Instructions for the task |
Every line from the beginning of the data through the line containing "pub struct AppState" should be reproduced exactly, and no further lines should be output.

Information supplied |
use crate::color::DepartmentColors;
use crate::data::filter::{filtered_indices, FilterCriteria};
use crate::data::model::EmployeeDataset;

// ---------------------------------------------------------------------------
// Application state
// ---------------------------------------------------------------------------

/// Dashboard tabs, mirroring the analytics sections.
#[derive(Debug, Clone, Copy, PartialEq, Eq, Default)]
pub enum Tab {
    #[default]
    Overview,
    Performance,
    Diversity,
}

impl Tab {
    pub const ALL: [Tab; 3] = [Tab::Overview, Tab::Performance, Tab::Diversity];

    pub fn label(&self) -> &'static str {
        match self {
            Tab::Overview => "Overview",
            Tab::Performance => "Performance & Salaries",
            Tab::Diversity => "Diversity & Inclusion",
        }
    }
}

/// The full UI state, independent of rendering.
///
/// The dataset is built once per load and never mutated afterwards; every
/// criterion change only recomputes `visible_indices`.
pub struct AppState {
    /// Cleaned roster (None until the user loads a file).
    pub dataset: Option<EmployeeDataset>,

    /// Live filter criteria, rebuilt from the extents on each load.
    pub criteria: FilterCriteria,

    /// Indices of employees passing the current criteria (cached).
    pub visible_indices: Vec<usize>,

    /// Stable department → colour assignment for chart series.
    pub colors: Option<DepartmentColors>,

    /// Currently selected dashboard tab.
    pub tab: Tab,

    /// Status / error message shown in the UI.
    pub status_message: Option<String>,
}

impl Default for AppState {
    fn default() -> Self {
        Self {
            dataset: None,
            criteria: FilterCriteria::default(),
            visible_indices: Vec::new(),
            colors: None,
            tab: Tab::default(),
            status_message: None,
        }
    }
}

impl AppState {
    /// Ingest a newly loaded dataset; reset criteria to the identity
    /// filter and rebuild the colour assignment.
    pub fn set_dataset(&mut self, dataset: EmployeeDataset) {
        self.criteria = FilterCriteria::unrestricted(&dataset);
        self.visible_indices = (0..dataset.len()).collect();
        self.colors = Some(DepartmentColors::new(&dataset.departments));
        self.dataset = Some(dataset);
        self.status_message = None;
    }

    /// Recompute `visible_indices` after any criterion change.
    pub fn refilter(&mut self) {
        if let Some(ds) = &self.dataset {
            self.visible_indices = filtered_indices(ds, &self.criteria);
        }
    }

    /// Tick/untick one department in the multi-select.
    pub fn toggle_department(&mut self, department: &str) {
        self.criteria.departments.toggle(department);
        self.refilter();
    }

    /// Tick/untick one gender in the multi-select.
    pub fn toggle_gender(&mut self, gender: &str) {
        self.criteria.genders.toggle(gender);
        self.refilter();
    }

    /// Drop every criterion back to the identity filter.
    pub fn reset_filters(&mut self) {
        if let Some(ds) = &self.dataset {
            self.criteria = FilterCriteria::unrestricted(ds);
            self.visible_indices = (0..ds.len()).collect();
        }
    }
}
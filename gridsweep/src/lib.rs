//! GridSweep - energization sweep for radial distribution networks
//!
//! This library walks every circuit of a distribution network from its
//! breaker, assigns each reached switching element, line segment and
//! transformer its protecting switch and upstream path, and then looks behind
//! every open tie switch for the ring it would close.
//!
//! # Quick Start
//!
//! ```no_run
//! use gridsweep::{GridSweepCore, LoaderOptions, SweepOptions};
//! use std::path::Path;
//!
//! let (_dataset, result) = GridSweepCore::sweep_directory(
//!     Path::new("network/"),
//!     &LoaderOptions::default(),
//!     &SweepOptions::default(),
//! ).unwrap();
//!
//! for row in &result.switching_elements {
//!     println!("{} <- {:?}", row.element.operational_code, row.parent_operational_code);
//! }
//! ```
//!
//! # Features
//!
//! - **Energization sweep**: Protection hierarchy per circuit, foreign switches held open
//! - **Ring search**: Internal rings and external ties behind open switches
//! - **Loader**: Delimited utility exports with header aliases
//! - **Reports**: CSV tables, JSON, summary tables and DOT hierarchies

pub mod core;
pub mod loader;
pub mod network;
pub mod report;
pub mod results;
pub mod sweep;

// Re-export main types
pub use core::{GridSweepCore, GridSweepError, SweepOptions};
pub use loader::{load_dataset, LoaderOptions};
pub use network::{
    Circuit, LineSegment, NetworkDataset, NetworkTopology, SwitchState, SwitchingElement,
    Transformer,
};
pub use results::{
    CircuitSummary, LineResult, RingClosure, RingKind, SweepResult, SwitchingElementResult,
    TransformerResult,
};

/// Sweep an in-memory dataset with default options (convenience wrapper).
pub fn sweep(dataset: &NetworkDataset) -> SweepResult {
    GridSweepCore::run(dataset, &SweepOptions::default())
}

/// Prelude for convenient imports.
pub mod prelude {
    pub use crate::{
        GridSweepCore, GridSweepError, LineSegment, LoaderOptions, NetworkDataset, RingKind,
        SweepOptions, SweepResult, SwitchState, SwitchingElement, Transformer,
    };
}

Worked solution |
use crate::color::DepartmentColors;
use crate::data::filter::{filtered_indices, FilterCriteria};
use crate::data::model::EmployeeDataset;

// ---------------------------------------------------------------------------
// Application state
// ---------------------------------------------------------------------------

/// Dashboard tabs, mirroring the analytics sections.
#[derive(Debug, Clone, Copy, PartialEq, Eq, Default)]
pub enum Tab {
    #[default]
    Overview,
    Performance,
    Diversity,
}

impl Tab {
    pub const ALL: [Tab; 3] = [Tab::Overview, Tab::Performance, Tab::Diversity];

    pub fn label(&self) -> &'static str {
        match self {
            Tab::Overview => "Overview",
            Tab::Performance => "Performance & Salaries",
            Tab::Diversity => "Diversity & Inclusion",
        }
    }
}

/// The full UI state, independent of rendering.
///
/// The dataset is built once per load and never mutated afterwards; every
/// criterion change only recomputes `visible_indices`.
pub struct AppState {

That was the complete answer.